Gathering metrics to measure the effectiveness of an
enterprise security strategy can be an imprecise task, but that's
no excuse for not trying,
John Meakin, group head of information security at Standard
Chartered Bank, told the recent RSA security conference in San Jose
that metrics are the only way to truly tell if enough money is
being spent on a company's security.
"Start using metrics to make security decisions, and don't get
too hung up on the quality of the data, or on complicated
methodologies," said Meakin. "Just start doing it."
Security experts have long advocated the use of metrics to get a
more measured view of IT operational risks and the controls
required to mitigate them. Organisations are under increasing
compliance pressure from legislation such as Sarbanes-Oxley to
demonstrate due diligence when protecting their data assets.
Metrics give companies a way to prioritise the threats and
vulnerabilities and the risks they pose to enterprise information
assets based on a quantitative or qualitative measure.

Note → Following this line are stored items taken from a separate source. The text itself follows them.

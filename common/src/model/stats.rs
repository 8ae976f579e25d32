use serde::{Deserialize, Serialize};

#[derive(Debug, Clone, PartialEq, Serialize, Deserialize)]
pub struct CountryCount {
    pub country: String,
    pub count: u64,
}

/// Aggregate counts shown on the public search page.
#[derive(Debug, Clone, PartialEq, Serialize, Deserialize)]
pub struct DocumentStats {
    pub total_documents: u64,
    #[serde(default)]
    pub by_country: Vec<CountryCount>,
}
use yew::prelude::*;

use common::model::stats::DocumentStats;

use crate::cache::Cached;
use crate::components::admins::AdminsPage;
use crate::components::banned_words::BannedWordsPage;
use crate::components::comments::CommentsPage;
use crate::components::documents::DocumentsPage;
use crate::components::public::document_detail::DocumentDetailPage;
use crate::components::public::guide::{GuideKind, GuidePage};
use crate::components::public::search::SearchPage;
use crate::components::translations::TranslationsPage;
use crate::session::Session;

#[derive(Debug, Clone, Copy, PartialEq, Eq)]
pub enum Page {
    Search,
    Document(i64),
    Guide,
    Disclaimer,
    AdminDocuments,
    AdminComments,
    AdminBannedWords,
    AdminAccounts,
    AdminTranslations,
}

impl Page {
    fn is_admin(&self) -> bool {
        matches!(
            self,
            Page::AdminDocuments
                | Page::AdminComments
                | Page::AdminBannedWords
                | Page::AdminAccounts
                | Page::AdminTranslations
        )
    }
}

pub enum Msg {
    Navigate(Page),
    OpenDocument(i64),
    StatsFetched(Cached<DocumentStats>),
}

/// App shell: top navigation plus the active page. The admin session and the
/// public stats cache live here and are injected into pages through props.
pub struct App {
    page: Page,
    session: Option<Session>,
    stats: Option<Cached<DocumentStats>>,
}

impl Component for App {
    type Message = Msg;
    type Properties = ();

    fn create(_ctx: &Context<Self>) -> Self {
        App {
            page: Page::Search,
            session: Session::load(),
            stats: None,
        }
    }

    fn update(&mut self, _ctx: &Context<Self>, msg: Self::Message) -> bool {
        match msg {
            Msg::Navigate(page) => {
                self.page = page;
                true
            }
            Msg::OpenDocument(id) => {
                self.page = Page::Document(id);
                true
            }
            Msg::StatsFetched(stats) => {
                self.stats = Some(stats);
                true
            }
        }
    }

    fn view(&self, ctx: &Context<Self>) -> Html {
        let link = ctx.link();
        html! {
            <div class="app">
                <nav class="main-nav">
                    { self.nav_button(link, Page::Search, "Search") }
                    { self.nav_button(link, Page::Guide, "FOI guide") }
                    { self.nav_button(link, Page::Disclaimer, "Disclaimer") }
                    {
                        if self.session.is_some() {
                            html! {
                                <>
                                    <span class="nav-separator">{ "Admin:" }</span>
                                    { self.nav_button(link, Page::AdminDocuments, "Documents") }
                                    { self.nav_button(link, Page::AdminComments, "Comments") }
                                    { self.nav_button(link, Page::AdminBannedWords, "Banned words") }
                                    { self.nav_button(link, Page::AdminAccounts, "Admins") }
                                    { self.nav_button(link, Page::AdminTranslations, "Translations") }
                                </>
                            }
                        } else {
                            html! {}
                        }
                    }
                </nav>
                <main>{ self.build_page(ctx) }</main>
            </div>
        }
    }
}

impl App {
    fn nav_button(&self, link: &yew::html::Scope<Self>, page: Page, label: &'static str) -> Html {
        let active = self.page == page;
        html! {
            <button
                class={classes!("nav-btn", active.then_some("active"))}
                onclick={link.callback(move |_| Msg::Navigate(page))}
            >
                { label }
            </button>
        }
    }

    fn build_page(&self, ctx: &Context<Self>) -> Html {
        let link = ctx.link();
        if self.page.is_admin() {
            let Some(session) = &self.session else {
                return html! {
                    <div class="signin-prompt">
                        <p>{ "This area needs an admin session." }</p>
                        <a href="/login">{ "Sign in" }</a>
                    </div>
                };
            };
            let session = session.clone();
            return match self.page {
                Page::AdminDocuments => html! { <DocumentsPage {session} /> },
                Page::AdminComments => html! { <CommentsPage {session} /> },
                Page::AdminBannedWords => html! { <BannedWordsPage {session} /> },
                Page::AdminAccounts => html! { <AdminsPage {session} /> },
                Page::AdminTranslations => html! { <TranslationsPage {session} /> },
                _ => html! {},
            };
        }
        match self.page {
            Page::Search => html! {
                <SearchPage
                    cached_stats={self.stats.clone()}
                    on_stats_fetched={link.callback(Msg::StatsFetched)}
                    on_open_document={link.callback(Msg::OpenDocument)}
                />
            },
            Page::Document(id) => html! {
                <DocumentDetailPage
                    key={id.to_string()}
                    document_id={id}
                    on_back={link.callback(|_| Msg::Navigate(Page::Search))}
                />
            },
            Page::Guide => html! { <GuidePage kind={GuideKind::FoiGuide} /> },
            Page::Disclaimer => html! { <GuidePage kind={GuideKind::Disclaimer} /> },
            _ => html! {},
        }
    }
}
use common::model::comment::Comment;

use super::state::QueueMode;
use crate::api::ApiError;

pub enum Msg {
    SetMode(QueueMode),
    Loaded(Vec<Comment>),
    LoadFailed(ApiError),
    Approve(i64),
    Reject(i64),
    /// Status call answered with the updated row.
    Moderated(Comment),
    ActionFailed(i64, ApiError),
    RequestDelete(i64),
    CancelDelete,
    ConfirmDelete,
    Deleted(i64),
    DeleteFailed(i64, ApiError),
}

Adopting metrics can help companies target their IT security
resources far more effectively, said Meakin, whose company has been
moving to a risk-based approach to vulnerability management over
the past three years.
This approach has helped Standard Chartered target its security
resources much better. Three years ago, the bank was considering
encrypting all confidential traffic moving over one of its wide
area networks because of security concerns. But a metrics-based
risk assessment showed that such encryption was overkill.
Adopting metrics is clearly a good idea. But how many
organisations will ignore Meakin’s advice, and instead get
themselves hung up on data quality and methodology madness?